* [What to work on]
Print out the full listing below, word for word.

>>>>

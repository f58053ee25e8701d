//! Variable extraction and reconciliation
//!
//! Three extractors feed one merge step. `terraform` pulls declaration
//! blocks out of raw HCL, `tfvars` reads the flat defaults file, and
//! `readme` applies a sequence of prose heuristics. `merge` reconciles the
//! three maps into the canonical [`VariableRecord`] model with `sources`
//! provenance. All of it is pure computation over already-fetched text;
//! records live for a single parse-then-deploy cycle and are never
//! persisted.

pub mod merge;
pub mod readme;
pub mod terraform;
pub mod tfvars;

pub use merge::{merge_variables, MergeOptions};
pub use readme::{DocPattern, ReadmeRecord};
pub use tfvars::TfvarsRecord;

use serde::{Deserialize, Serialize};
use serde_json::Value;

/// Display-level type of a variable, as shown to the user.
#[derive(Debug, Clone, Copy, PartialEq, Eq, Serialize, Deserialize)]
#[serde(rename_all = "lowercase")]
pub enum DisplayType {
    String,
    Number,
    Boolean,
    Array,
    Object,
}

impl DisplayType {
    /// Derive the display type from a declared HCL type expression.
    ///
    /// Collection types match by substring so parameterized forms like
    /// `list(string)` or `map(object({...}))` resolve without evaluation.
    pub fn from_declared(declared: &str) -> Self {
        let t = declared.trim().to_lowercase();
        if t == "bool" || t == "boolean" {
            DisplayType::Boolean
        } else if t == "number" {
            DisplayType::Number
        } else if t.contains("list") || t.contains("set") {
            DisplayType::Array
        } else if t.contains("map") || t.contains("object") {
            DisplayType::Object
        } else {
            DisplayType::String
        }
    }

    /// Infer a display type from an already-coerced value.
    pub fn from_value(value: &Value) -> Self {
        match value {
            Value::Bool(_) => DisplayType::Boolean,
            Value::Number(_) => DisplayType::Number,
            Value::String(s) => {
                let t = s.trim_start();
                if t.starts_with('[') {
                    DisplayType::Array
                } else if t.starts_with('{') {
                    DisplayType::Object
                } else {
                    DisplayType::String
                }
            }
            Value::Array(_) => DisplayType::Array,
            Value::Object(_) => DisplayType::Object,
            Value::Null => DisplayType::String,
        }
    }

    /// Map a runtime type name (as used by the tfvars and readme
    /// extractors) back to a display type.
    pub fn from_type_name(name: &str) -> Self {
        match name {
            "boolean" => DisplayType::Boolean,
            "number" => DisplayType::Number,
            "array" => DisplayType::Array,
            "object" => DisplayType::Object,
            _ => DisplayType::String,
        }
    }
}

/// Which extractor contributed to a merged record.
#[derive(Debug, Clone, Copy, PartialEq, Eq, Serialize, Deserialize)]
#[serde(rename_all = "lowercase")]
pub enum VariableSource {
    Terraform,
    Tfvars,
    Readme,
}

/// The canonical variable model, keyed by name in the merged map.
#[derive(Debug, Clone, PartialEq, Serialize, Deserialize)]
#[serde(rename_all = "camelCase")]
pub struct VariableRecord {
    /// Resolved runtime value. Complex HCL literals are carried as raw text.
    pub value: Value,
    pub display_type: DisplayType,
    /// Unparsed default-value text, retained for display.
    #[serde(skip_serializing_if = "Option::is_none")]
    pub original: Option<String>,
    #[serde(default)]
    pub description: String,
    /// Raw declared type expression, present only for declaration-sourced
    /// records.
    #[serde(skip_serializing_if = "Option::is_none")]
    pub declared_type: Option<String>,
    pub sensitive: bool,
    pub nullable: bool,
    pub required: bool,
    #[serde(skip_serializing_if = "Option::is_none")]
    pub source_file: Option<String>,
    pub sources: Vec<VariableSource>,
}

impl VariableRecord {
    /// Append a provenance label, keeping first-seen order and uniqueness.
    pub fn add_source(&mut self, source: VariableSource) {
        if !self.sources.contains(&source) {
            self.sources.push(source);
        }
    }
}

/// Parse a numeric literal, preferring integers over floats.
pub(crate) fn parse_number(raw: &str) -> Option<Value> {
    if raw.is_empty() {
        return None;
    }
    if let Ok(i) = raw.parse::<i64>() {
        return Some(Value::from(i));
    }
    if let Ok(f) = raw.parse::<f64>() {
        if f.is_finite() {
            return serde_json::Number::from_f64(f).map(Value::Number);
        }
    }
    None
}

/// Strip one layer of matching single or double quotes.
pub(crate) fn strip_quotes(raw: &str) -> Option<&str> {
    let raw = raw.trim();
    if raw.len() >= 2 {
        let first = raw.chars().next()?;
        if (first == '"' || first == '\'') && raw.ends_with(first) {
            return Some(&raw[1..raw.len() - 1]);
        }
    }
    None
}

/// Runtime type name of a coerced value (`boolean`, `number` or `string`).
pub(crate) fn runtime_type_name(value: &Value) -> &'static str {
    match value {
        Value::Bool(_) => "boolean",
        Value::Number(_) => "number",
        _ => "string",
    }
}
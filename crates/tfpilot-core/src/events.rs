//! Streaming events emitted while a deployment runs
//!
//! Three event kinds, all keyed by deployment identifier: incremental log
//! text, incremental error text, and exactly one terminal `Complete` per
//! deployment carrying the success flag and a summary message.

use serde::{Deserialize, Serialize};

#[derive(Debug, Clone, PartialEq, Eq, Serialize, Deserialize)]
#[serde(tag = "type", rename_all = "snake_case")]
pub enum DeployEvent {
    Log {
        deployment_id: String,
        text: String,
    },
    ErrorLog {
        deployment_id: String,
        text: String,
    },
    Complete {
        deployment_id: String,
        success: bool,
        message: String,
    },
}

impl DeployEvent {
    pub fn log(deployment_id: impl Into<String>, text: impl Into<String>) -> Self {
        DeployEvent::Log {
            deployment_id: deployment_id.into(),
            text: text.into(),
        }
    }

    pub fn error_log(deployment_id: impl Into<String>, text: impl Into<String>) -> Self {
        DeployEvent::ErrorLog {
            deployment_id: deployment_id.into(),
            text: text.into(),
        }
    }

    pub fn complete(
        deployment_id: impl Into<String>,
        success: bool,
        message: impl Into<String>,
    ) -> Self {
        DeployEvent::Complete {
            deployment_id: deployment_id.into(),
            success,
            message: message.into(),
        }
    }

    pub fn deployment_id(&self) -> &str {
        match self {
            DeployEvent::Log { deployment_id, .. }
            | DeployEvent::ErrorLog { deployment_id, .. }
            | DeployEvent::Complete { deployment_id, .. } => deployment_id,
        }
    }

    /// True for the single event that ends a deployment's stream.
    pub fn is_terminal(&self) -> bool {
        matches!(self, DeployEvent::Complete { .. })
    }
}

<<<<

* [Answer below]
repository f58053ee25e8701d
//! Variable extraction and reconciliation
//!
//! Three extractors feed one merge step. `terraform` pulls declaration
//! blocks out of raw HCL, `tfvars` reads the flat defaults file, and
//! `readme` applies a sequence of prose heuristics. `merge` reconciles the
//! three maps into the canonical [`VariableRecord`] model with `sources`
//! provenance. All of it is pure computation over already-fetched text;
//! records live for a single parse-then-deploy cycle and are never
//! persisted.

pub mod merge;
pub mod readme;
pub mod terraform;
pub mod tfvars;

pub use merge::{merge_variables, MergeOptions};
pub use readme::{DocPattern, ReadmeRecord};
pub use tfvars::TfvarsRecord;

use serde::{Deserialize, Serialize};
use serde_json::Value;

/// Display-level type of a variable, as shown to the user.
#[derive(Debug, Clone, Copy, PartialEq, Eq, Serialize, Deserialize)]
#[serde(rename_all = "lowercase")]
pub enum DisplayType {
    String,
    Number,
    Boolean,
    Array,
    Object,
}

impl DisplayType {
    /// Derive the display type from a declared HCL type expression.
    ///
    /// Collection types match by substring so parameterized forms like
    /// `list(string)` or `map(object({...}))` resolve without evaluation.
    pub fn from_declared(declared: &str) -> Self {
        let t = declared.trim().to_lowercase();
        if t == "bool" || t == "boolean" {
            DisplayType::Boolean
        } else if t == "number" {
            DisplayType::Number
        } else if t.contains("list") || t.contains("set") {
            DisplayType::Array
        } else if t.contains("map") || t.contains("object") {
            DisplayType::Object
        } else {
            DisplayType::String
        }
    }

    /// Infer a display type from an already-coerced value.
    pub fn from_value(value: &Value) -> Self {
        match value {
            Value::Bool(_) => DisplayType::Boolean,
            Value::Number(_) => DisplayType::Number,
            Value::String(s) => {
                let t = s.trim_start();
                if t.starts_with('[') {
                    DisplayType::Array
                } else if t.starts_with('{') {
                    DisplayType::Object
                } else {
                    DisplayType::String
                }
            }
            Value::Array(_) => DisplayType::Array,
            Value::Object(_) => DisplayType::Object,
            Value::Null => DisplayType::String,
        }
    }

    /// Map a runtime type name (as used by the tfvars and readme
    /// extractors) back to a display type.
    pub fn from_type_name(name: &str) -> Self {
        match name {
            "boolean" => DisplayType::Boolean,
            "number" => DisplayType::Number,
            "array" => DisplayType::Array,
            "object" => DisplayType::Object,
            _ => DisplayType::String,
        }
    }
}

/// Which extractor contributed to a merged record.
#[derive(Debug, Clone, Copy, PartialEq, Eq, Serialize, Deserialize)]
#[serde(rename_all = "lowercase")]
pub enum VariableSource {
    Terraform,
    Tfvars,
    Readme,
}

/// The canonical variable model, keyed by name in the merged map.
#[derive(Debug, Clone, PartialEq, Serialize, Deserialize)]
#[serde(rename_all = "camelCase")]
pub struct VariableRecord {
    /// Resolved runtime value. Complex HCL literals are carried as raw text.
    pub value: Value,
    pub display_type: DisplayType,
    /// Unparsed default-value text, retained for display.
    #[serde(skip_serializing_if = "Option::is_none")]
    pub original: Option<String>,
    #[serde(default)]
    pub description: String,
    /// Raw declared type expression, present only for declaration-sourced
    /// records.
    #[serde(skip_serializing_if = "Option::is_none")]
    pub declared_type: Option<String>,
    pub sensitive: bool,
    pub nullable: bool,
    pub required: bool,
    #[serde(skip_serializing_if = "Option::is_none")]
    pub source_file: Option<String>,
    pub sources: Vec<VariableSource>,
}

impl VariableRecord {
    /// Append a provenance label, keeping first-seen order and uniqueness.
    pub fn add_source(&mut self, source: VariableSource) {
        if !self.sources.contains(&source) {
            self.sources.push(source);
        }
    }
}

/// Parse a numeric literal, preferring integers over floats.
pub(crate) fn parse_number(raw: &str) -> Option<Value> {
    if raw.is_empty() {
        return None;
    }
    if let Ok(i) = raw.parse::<i64>() {
        return Some(Value::from(i));
    }
    if let Ok(f) = raw.parse::<f64>() {
        if f.is_finite() {
            return serde_json::Number::from_f64(f).map(Value::Number);
        }
    }
    None
}

/// Strip one layer of matching single or double quotes.
pub(crate) fn strip_quotes(raw: &str) -> Option<&str> {
    let raw = raw.trim();
    if raw.len() >= 2 {
        let first = raw.chars().next()?;
        if (first == '"' || first == '\'') && raw.ends_with(first) {
            return Some(&raw[1..raw.len() - 1]);
        }
    }
    None
}

/// Runtime type name of a coerced value (`boolean`, `number` or `string`).
pub(crate) fn runtime_type_name(value: &Value) -> &'static str {
    match value {
        Value::Bool(_) => "boolean",
        Value::Number(_) => "number",
        _ => "string",
    }
}
filename crates/tfpilot-core/src/events.rs
//! Streaming events emitted while a deployment runs
//!
//! Three event kinds, all keyed by deployment identifier: incremental log
//! text, incremental error text, and exactly one terminal `Complete` per
//! deployment carrying the success flag and a summary message.

use serde::{Deserialize, Serialize};

#[derive(Debug, Clone, PartialEq, Eq, Serialize, Deserialize)]
#[serde(tag = "type", rename_all = "snake_case")]
pub enum DeployEvent {
    Log {
        deployment_id: String,
        text: String,
    },
    ErrorLog {
        deployment_id: String,
        text: String,
    },
    Complete {
        deployment_id: String,
        success: bool,
        message: String,
    },
}

impl DeployEvent {
    pub fn log(deployment_id: impl Into<String>, text: impl Into<String>) -> Self {
        DeployEvent::Log {
            deployment_id: deployment_id.into(),
            text: text.into(),
        }
    }

    pub fn error_log(deployment_id: impl Into<String>, text: impl Into<String>) -> Self {
        DeployEvent::ErrorLog {
            deployment_id: deployment_id.into(),
            text: text.into(),
        }
    }

    pub fn complete(
        deployment_id: impl Into<String>,
        success: bool,
        message: impl Into<String>,
    ) -> Self {
        DeployEvent::Complete {
            deployment_id: deployment_id.into(),
            success,
            message: message.into(),
        }
    }

    pub fn deployment_id(&self) -> &str {
        match self {
            DeployEvent::Log { deployment_id, .. }
            | DeployEvent::ErrorLog { deployment_id, .. }
            | DeployEvent::Complete { deployment_id, .. } => deployment_id,
        }
    }

    /// True for the single event that ends a deployment's stream.
    pub fn is_terminal(&self) -> bool {
        matches!(self, DeployEvent::Complete { .. })
    }
}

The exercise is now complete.